Wednesday, November 23, 2005


thanksgiving
...my mom, dad, sisters, brothers-in-law and all of my mom's grandchildren had a celebration feast together last sunday. it was nice to all be together. my mom started chemotherapy on monday and we are praying that it strengthens her lungs quickly as she has started to experience more pain and anxiety. thanksgiving is a time to reflect and this year i am thankful for every hour and every day that i have with my mom. she has made a profound and lasting impression on my life and that of my husband and children---and not every woman can say that about her mother! i pray that God would give her a peace that she has never experienced, if just for one day on this earth, this thanksgiving.

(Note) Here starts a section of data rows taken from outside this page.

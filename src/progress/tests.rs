use std::sync::{Arc, Mutex};
use std::time::Duration;

use pretty_assertions::assert_eq;

use crate::bus::{ArcadeBus, ArcadeEvent, Subscription};
use crate::progress::{
    BootstrapOutcome, ProgressProjection, RefreshOutcome, SurfaceScope, TrackProgressCache,
};
use crate::testing::{snapshot, ScriptedSource};

fn projection_with(source: ScriptedSource) -> (Arc<ProgressProjection>, Arc<ScriptedSource>, Arc<ArcadeBus>) {
    let source = Arc::new(source);
    let bus = Arc::new(ArcadeBus::new());
    let projection = Arc::new(ProgressProjection::new(
        source.clone(),
        Arc::new(TrackProgressCache::new()),
        bus.clone(),
    ));
    (projection, source, bus)
}

fn record_events(bus: &ArcadeBus) -> (Arc<Mutex<Vec<ArcadeEvent>>>, Subscription) {
    let events = Arc::new(Mutex::new(Vec::new()));
    let sink = events.clone();
    let subscription = bus.subscribe(move |event: &ArcadeEvent| sink.lock().unwrap().push(event.clone()));
    (events, subscription)
}

#[tokio::test]
async fn bootstrap_writes_snapshot() {
    let (projection, _, _) =
        projection_with(ScriptedSource::new().ok(snapshot(&[("python-basics", 45.0)])));

    let outcome = projection.bootstrap().await.expect("bootstrap should succeed");

    assert_eq!(outcome, BootstrapOutcome::Loaded { tracks: 1 });
    assert_eq!(projection.progress("python-basics"), 45.0);
    assert!(projection.is_bootstrapped());
}

#[tokio::test]
async fn bootstrap_failure_keeps_prior_state() {
    let (projection, _, _) = projection_with(
        ScriptedSource::new()
            .fail(500)
            .ok(snapshot(&[("python-basics", 45.0)])),
    );
    projection.cache().set("sql-intro", 10.0);

    let error = projection.bootstrap().await.expect_err("scripted failure");

    assert_eq!(error.status(), Some(500));
    assert_eq!(projection.progress("sql-intro"), 10.0);
    assert!(!projection.cache().contains("python-basics"));
    assert!(!projection.is_bootstrapped());

    // No automatic retry, but the caller may try again.
    let outcome = projection.bootstrap().await.expect("second attempt");
    assert_eq!(outcome, BootstrapOutcome::Loaded { tracks: 1 });
    assert_eq!(projection.progress("python-basics"), 45.0);
    assert_eq!(projection.progress("sql-intro"), 10.0);
}

#[tokio::test]
async fn bootstrap_fetches_once_per_session() {
    let (projection, source, _) =
        projection_with(ScriptedSource::new().ok(snapshot(&[("python-basics", 45.0)])));

    projection.bootstrap().await.expect("first bootstrap");
    let outcome = projection.bootstrap().await.expect("second bootstrap");

    assert_eq!(outcome, BootstrapOutcome::AlreadyLoaded);
    assert_eq!(source.calls(), 1);
}

#[tokio::test]
async fn bootstrap_is_last_write_wins_per_slug() {
    let (projection, _, _) = projection_with(ScriptedSource::new().ok(snapshot(&[
        ("python-basics", 10.0),
        ("python-basics", 30.0),
        ("sql-intro", 5.0),
    ])));

    projection.bootstrap().await.expect("bootstrap");

    assert_eq!(projection.progress("python-basics"), 30.0);
    assert_eq!(projection.progress("sql-intro"), 5.0);
}

#[tokio::test]
async fn progress_values_are_clamped() {
    let (projection, _, _) = projection_with(
        ScriptedSource::new().ok(snapshot(&[("over", 140.0), ("under", -5.0), ("half", 49.6)])),
    );

    projection.bootstrap().await.expect("bootstrap");

    assert_eq!(projection.progress("over"), 100.0);
    assert_eq!(projection.progress("under"), 0.0);
    assert_eq!(projection.progress("half"), 49.6);
    assert_eq!(projection.progress("unknown"), 0.0);
}

#[tokio::test]
async fn fractional_progress_is_kept_exactly() {
    let (projection, _, _) = projection_with(
        ScriptedSource::new().ok(snapshot(&[("python-basics", 33.4), ("sql-intro", 99.6)])),
    );

    projection.bootstrap().await.expect("bootstrap");

    assert_eq!(projection.progress("python-basics"), 33.4);
    // Almost done is not done.
    assert_eq!(projection.progress("sql-intro"), 99.6);
    assert!(projection.progress("sql-intro") < 100.0);
    assert_eq!(
        projection.cache().snapshot().get("python-basics").copied(),
        Some(33.4)
    );
}

#[test]
fn non_finite_progress_reads_as_zero() {
    let cache = TrackProgressCache::new();
    cache.set("nan", f64::NAN);
    cache.set("inf", f64::INFINITY);

    assert_eq!(cache.get("nan"), 0.0);
    assert_eq!(cache.get("inf"), 0.0);
    assert!(cache.contains("nan"));
}

#[tokio::test]
async fn refresh_replaces_full_set_and_notifies() {
    let (projection, _, bus) = projection_with(
        ScriptedSource::new()
            .ok(snapshot(&[("python-basics", 45.0), ("sql-intro", 20.0)]))
            .ok(snapshot(&[("python-basics", 60.0)])),
    );
    projection.bootstrap().await.expect("bootstrap");
    let (events, _sub) = record_events(&bus);

    let outcome = projection
        .refresh(Some("python-basics".to_string()))
        .await
        .expect("refresh");

    assert_eq!(outcome, RefreshOutcome::Applied { tracks: 1 });
    assert_eq!(
        projection.cache().snapshot().into_iter().collect::<Vec<_>>(),
        vec![("python-basics".to_string(), 60.0)]
    );
    assert_eq!(
        *events.lock().unwrap(),
        vec![ArcadeEvent::WorldProgressUpdated {
            track_slug: Some("python-basics".to_string())
        }]
    );
}

#[tokio::test]
async fn refresh_failure_changes_nothing() {
    let (projection, _, bus) = projection_with(
        ScriptedSource::new()
            .ok(snapshot(&[("python-basics", 45.0)]))
            .fail(502),
    );
    projection.bootstrap().await.expect("bootstrap");
    let (events, _sub) = record_events(&bus);

    assert!(projection.refresh(None).await.is_err());
    assert_eq!(projection.progress("python-basics"), 45.0);
    assert!(events.lock().unwrap().is_empty());
}

#[tokio::test]
async fn spawned_refresh_swallows_failure() {
    let (projection, source, _) = projection_with(ScriptedSource::new().fail(503));

    let handle = projection.spawn_refresh(None);

    assert!(handle.await.is_ok());
    assert_eq!(source.calls(), 1);
}

#[tokio::test(start_paused = true)]
async fn overlapping_refreshes_settle_on_latest_issued() {
    let (projection, _, bus) = projection_with(
        ScriptedSource::new()
            .ok_after(Duration::from_millis(100), snapshot(&[("python-basics", 40.0)]))
            .ok_after(Duration::from_millis(10), snapshot(&[("python-basics", 55.0)])),
    );
    let (events, _sub) = record_events(&bus);

    let (older, newer) = tokio::join!(projection.refresh(None), async {
        // Make sure the slow refresh took its ticket first.
        tokio::task::yield_now().await;
        projection.refresh(None).await
    });

    assert_eq!(newer.expect("newer refresh"), RefreshOutcome::Applied { tracks: 1 });
    assert_eq!(older.expect("older refresh"), RefreshOutcome::Stale);
    assert_eq!(projection.progress("python-basics"), 55.0);
    assert_eq!(events.lock().unwrap().len(), 1);
}

#[tokio::test(start_paused = true)]
async fn unmounted_surface_discards_bootstrap() {
    let (projection, _, _) = projection_with(ScriptedSource::new().ok_after(
        Duration::from_millis(50),
        snapshot(&[("python-basics", 45.0)]),
    ));
    let scope = SurfaceScope::new();
    let guard = scope.unmount_guard();

    let (outcome, _) = tokio::join!(projection.bootstrap_in(&scope), async move {
        tokio::time::sleep(Duration::from_millis(10)).await;
        drop(guard);
    });

    assert_eq!(outcome.expect("discarded"), BootstrapOutcome::Discarded);
    assert!(projection.cache().is_empty());
    assert!(!projection.is_bootstrapped());
}

#[tokio::test]
async fn mounted_surface_bootstraps_normally() {
    let (projection, _, _) =
        projection_with(ScriptedSource::new().ok(snapshot(&[("python-basics", 45.0)])));
    let scope = SurfaceScope::new();

    let outcome = projection.bootstrap_in(&scope).await.expect("bootstrap");

    assert_eq!(outcome, BootstrapOutcome::Loaded { tracks: 1 });
    assert_eq!(projection.progress("python-basics"), 45.0);
}

#[tokio::test]
async fn already_cancelled_scope_does_not_write() {
    let (projection, _, _) =
        projection_with(ScriptedSource::new().ok(snapshot(&[("python-basics", 45.0)])));
    let scope = SurfaceScope::new();
    scope.cancel();

    let outcome = projection.bootstrap_in(&scope).await.expect("discarded");

    assert_eq!(outcome, BootstrapOutcome::Discarded);
    assert!(projection.cache().is_empty());
}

*this picture of my mom was taken 3 months ago at ella's 2nd birthday party*

Monday, November 14, 2005

"life after cancer"

my life has been on hold for the past several days as we all were waiting for tests, hearing news, praying to God for strength and healing, watching my mom struggle for each breath, watching my dad hurting inside not knowing how to save his high school sweetheart, tears were shed, countless hours spent on the phone to family and friends, and sleepless nights at the hospital. five short days after we found out my mom had cancer in her lungs, she ended up in the emergency room too weak to stand on her own and her blood pressure was dangerously high. day six: she began breathing treatments which are helping to keep her airways clear, my sister flew in from atlanta, mom had a brain MRI and a bone scan - both negative for cancer. day seven: she had a PET scan. day eight: the results to the PET scan were devastating, cancer was found in her colon, abdomen, liver, bladder, kidneys, both lungs, bronchial airways, exoskeleton (back), etc. the diagnosis was stage IV colon cancer that had metastasized throughout her body. the doctors inform myself and my two sisters that we, along with our children, are greatly at risk for colon cancer (now colon cancer is on both sides of our family tree & at young ages) and tells us what tests we should have and at what age. day nine: a colonoscopy was done and we are told that surgery is needed to take out a three inch leision of cancer. after getting different doctors opinions, my parents decide that surgery is too risky at this time because the cancer is surrounding her airways. the treatment plan is to start chemotherapy this week and hope that it will stop the growth of cancer and relieve her symptoms so that surgery will be an option two months from now. we took her home that afternoon will a huge list of medications and she rests peacefully in her own bed.

thank you to all my friends, near and far, for the prayers to our Father on our behalf and for letting me talk and cry for hours.

note: i realize this appears more as a medical log than a journal entry and although i have deep thoughts and emotions regarding my mom and other things in life - i needed to record last week's events in this way in order to sort out my thoughts.

Wednesday, November 02, 2005

all dressed up and no place to go

...last night i put on a new fall skirt and left the house with my husband for dinner & a movie. my dad called to say that he and my mom were driving up to prescott tonight. i just knew it was bad news since it was being delievered in person. i got off my cell phone just as the waitress asked if we were ready to order, and i began to sob. my mom had a difficult time as she shared with all three of her daughters and then her grandchildren that the mass in her right lung is a malignant tumor. CANCER: (clay's definition) isn't that pretty much the worst thing that could ever happen in your body? sadly i had to say that it is the worst thing that nana could have in her lungs, but we are going to try to find the medicine she needs to get rid of what is making her sick. my mind is all over the place--i am scared for what is to come, angry at every person who has ever smoked a cigarette (mom has NEVER-but the dr says the tumor looks like a smoker's), doing the "what if" scenrio, living my aunt and stacey's dad's lung cancer struggle and ultimately deaths all over again. my mom, as mother's do, is more worried about her children more than what lies ahead for her. it is a good thing that she raised three strong girls that understand how very much we are loved by our mother and our heavenly Father.